Single-Column Tables

EMu tables defined with only one field are automatically flattened to lists of strings instead of lists of dicts. This makes the data easier to work with.

Example Schema:

<?schema
table ecatalogue
	table common_name
		text short ComName
	end
	table element
		text long IPAnatomy
	end
end
?>

XML Data:

<tuple>
	<table name="common_name">
		<tuple>
			<atom name="ComName">Indian Bush Lark</atom>
		</tuple>
		<tuple>
			<atom name="ComName">Rufous-tailed Lark</atom>
		</tuple>
	</table>
	<table name="element">
		<tuple>
			<atom name="IPAnatomy">shell(s)</atom>
		</tuple>
	</table>
</tuple>

Python Output:

{
	"common_name": ["Indian Bush Lark", "Rufous-tailed Lark"],  # List of strings
	"element": ["shell(s)"]  # Not [{"IPAnatomy": "shell(s)"}]
}

Contrast with Multi-Column Tables:

Multi-field tables remain as lists of dicts:

<?schema
table ecatalogue
	table SitSiteRef_tab
		text long locality
		integer locality_irn
	end
end
?>

Python Output:

{
	"SitSiteRef_tab": [
		{"locality": "San Pedro", "locality_irn": 368989},
		{"locality": "Los Angeles", "locality_irn": 363879}
	]
}

Why This Matters:

  • Simplicity: Access values with row["common_name"][0] instead of row["common_name"][0]["ComName"]
  • Common pattern: Many EMu exports have single-field reference tables (taxonomy names, elements, etc.)
  • Backwards compatible: Multi-field tables work as expected

Minimal XML Example Input (EMu XML contains a <?schema ... ?> processing instruction):

<?xml version="1.0"?>
<?schema
table ecatalogue
	date date_emu_record_modified
	date date_emu_record_inserted
	integer irn
	text short emu_guid
	text short department
	text short catalogue_number
	table SitSiteRef_tab
		text long locality
		integer locality_irn
	end
	tuple SpeTaxonRef
		text short taxon_irn
	table common_name
      text short ComName
    end
	end

end
?>
<root>
	<tuple>
		<atom name="date_emu_record_modified">2023-05-18</atom>
		<atom name="date_emu_record_inserted">2012-10-30</atom>
		<atom name="irn">368521</atom>
		<atom name="emu_guid">8767ccff-...</atom>
		<atom name="department">Ornithology</atom>
		<atom name="catalogue_number">89334</atom>
		<tuple name="SpeTaxonRef">
			<atom name="taxon_irn">24960</atom>
		</tuple>
		<table name="common_name">
			<tuple>
				<atom name="ComName">Indian Bush Lark</atom>
			</tuple>
    	</table>
	</tuple>
</root>

Expected Python output (approx):

[
	{
		"date_emu_record_modified": "2023-05-18",
		"date_emu_record_inserted": "2012-10-30",
		"irn": 368521,
		"emu_guid": "8767ccff-...",
		"department": "Ornithology",
		"catalogue_number": "89334",
		"SpeTaxonRef": [{"taxon_irn": 24960}],
		"SitSiteRef_tab": [
			{
				"locality": None,
				"locality_irn": None
			}
		],
		"common_name": ["Indian Bush Lark"]
	}
]

Notes:

  • Atom fields become strings by default.
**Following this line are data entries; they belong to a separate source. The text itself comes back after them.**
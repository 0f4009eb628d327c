//! Bridge entry point
//!
//! Run with:
//! ```bash
//! cargo run -p bridge-gateway --bin bridge
//! ```
//!
//! Configuration is loaded from environment variables.

use bridge_common::{
    try_init_tracing_with_config, AppError, AppResult, BridgeConfig, PlatformClient,
    TracingConfig,
};
use bridge_delivery::DeliveryQueue;
use bridge_gateway::client::HttpDiscovery;
use bridge_gateway::connection::FileSessionStore;
use bridge_gateway::handlers::RelayHandler;
use bridge_gateway::GatewayClient;
use std::sync::Arc;
use tracing::{error, info};

#[tokio::main]
async fn main() {
    let config = match BridgeConfig::from_env() {
        Ok(config) => config,
        Err(e) => {
            eprintln!("Failed to load configuration: {e}");
            std::process::exit(1);
        }
    };

    // Initialize tracing
    if let Err(e) = try_init_tracing_with_config(TracingConfig::for_environment(config.app.env)) {
        eprintln!("Warning: Failed to initialize tracing: {e}");
    }

    if let Err(e) = run(config).await {
        error!(error = %e, code = e.error_code(), "Bridge failed");
        std::process::exit(1);
    }
}

async fn run(config: BridgeConfig) -> AppResult<()> {
    info!(name = %config.app.name, env = ?config.app.env, "Starting bridge");

    let platform = PlatformClient::new(&config.platform)?;
    if platform.is_forwarding() {
        info!("Platform requests are relayed through the forward endpoint");
    }

    let queue = DeliveryQueue::spawn(config.delivery.clone(), Arc::new(platform.clone()));
    let handler = Arc::new(RelayHandler::new(queue, config.relay.channel_id.clone()));

    let store = Arc::new(FileSessionStore::new(config.gateway.session_file.clone()));
    let discovery = Arc::new(HttpDiscovery::new(platform, config.gateway.compress));

    let client = GatewayClient::new(config.gateway, discovery, store, handler).await;
    let handle = client.handle();
    let gateway = tokio::spawn(client.run());

    tokio::signal::ctrl_c().await?;
    info!("Shutdown requested");

    handle.shutdown();
    gateway.await.map_err(AppError::internal)?;

    info!("Bridge stopped");
    Ok(())
}
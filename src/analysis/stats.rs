use crate::error::{KnotError, Result};

/// Convert values to ranks (average rank for ties)
#[must_use]
#[allow(clippy::cast_precision_loss)]
pub fn to_ranks(values: &[f64]) -> Vec<f64> {
    let n = values.len();
    let mut indexed: Vec<(usize, f64)> = values.iter().copied().enumerate().collect();

    indexed.sort_by(|a, b| a.1.partial_cmp(&b.1).unwrap_or(std::cmp::Ordering::Equal));

    let mut ranks = vec![0.0; n];
    let mut i = 0;

    while i < n {
        let mut j = i;

        // Group elements with the same value (ties)
        while j < n && (indexed[j].1 - indexed[i].1).abs() < 1e-10 {
            j += 1;
        }

        let avg_rank = (i + j + 1) as f64 / 2.0;
        for k in i..j {
            ranks[indexed[k].0] = avg_rank;
        }

        i = j;
    }

    ranks
}

/// Spearman rank correlation between two feature columns.
///
/// Returns `Ok(None)` when either column has zero variance: the correlation
/// is undefined there and must not be silently reported as 0.
///
/// # Errors
/// Returns error if the vectors have different lengths or fewer than 2 values
pub fn spearman(x: &[f64], y: &[f64]) -> Result<Option<f64>> {
    if x.len() != y.len() {
        return Err(KnotError::InvalidInputTable(
            "columns must have the same length".into(),
        ));
    }
    if x.len() < 2 {
        return Err(KnotError::InvalidInputTable(
            "need at least 2 values for correlation".into(),
        ));
    }

    let rank_x = to_ranks(x);
    let rank_y = to_ranks(y);

    Ok(pearson_on(&rank_x, &rank_y))
}

/// Pearson correlation; `None` when either input has zero variance.
#[allow(clippy::cast_precision_loss)]
fn pearson_on(x: &[f64], y: &[f64]) -> Option<f64> {
    let n = x.len() as f64;
    let mean_x = x.iter().sum::<f64>() / n;
    let mean_y = y.iter().sum::<f64>() / n;

    let mut cov = 0.0;
    let mut var_x = 0.0;
    let mut var_y = 0.0;

    for i in 0..x.len() {
        let dx = x[i] - mean_x;
        let dy = y[i] - mean_y;
        cov += dx * dy;
        var_x += dx * dx;
        var_y += dy * dy;
    }

    let denom = (var_x * var_y).sqrt();
    if denom == 0.0 {
        return None;
    }

    Some(cov / denom)
}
When parse_dates=True, date-like fields are converted to Python date objects.
  • Multi-field tables (tables/tuples with multiple field definitions) are represented as lists of dicts. Single-field tables become lists of strings.
  • Missing fields are filled with empty strings or empty lists per the schema.

Testing

  • Run the test suite (after installing dev/test deps):
pytest -q

If you used a virtual environment, ensure it's activated before running pytest.

Working with Real / Large Fixtures

  • Keep small, anonymized fixtures under tests/fixtures and reference them in tests.
  • For large or private datasets, do not commit originals; point tests to a folder via TEST_EMU_XML_DIR and skip if unset.

Extending / Customizing

  • Conversion helpers live in emu_xml_parser.converter (e.g. date parsing/serialization) and validation/enforcement lives in emu_xml_parser.validator.
  • If you need different conversion rules, you can adapt convert_value or wrap the parser in a small class that injects custom converters.

Files of Interest

  • src/emu_xml_parser/core.py: entry point parse() for the package
  • src/emu_xml_parser/extractor.py: reads the <?schema ... ?> processing instruction
  • src/emu_xml_parser/schema.py: schema text → structured schema
  • src/emu_xml_parser/tuple_parser.py: recursive XML → dict conversion
  • src/emu_xml_parser/converter.py: value conversion utilities
  • src/emu_xml_parser/validator.py: schema enforcement and normalization

License & Contributing

  • Add your preferred license and contribution guidelines to the repository root.

Project details


Download files

Download the file for your platform. If you're not sure which to choose, learn more about installing packages.

Source Distribution

emu_xml_parser-0.1.0.tar.gz (6.9 kB view details)

Uploaded Source

Built Distribution

If you're not sure about the file name format, learn more about wheel file names.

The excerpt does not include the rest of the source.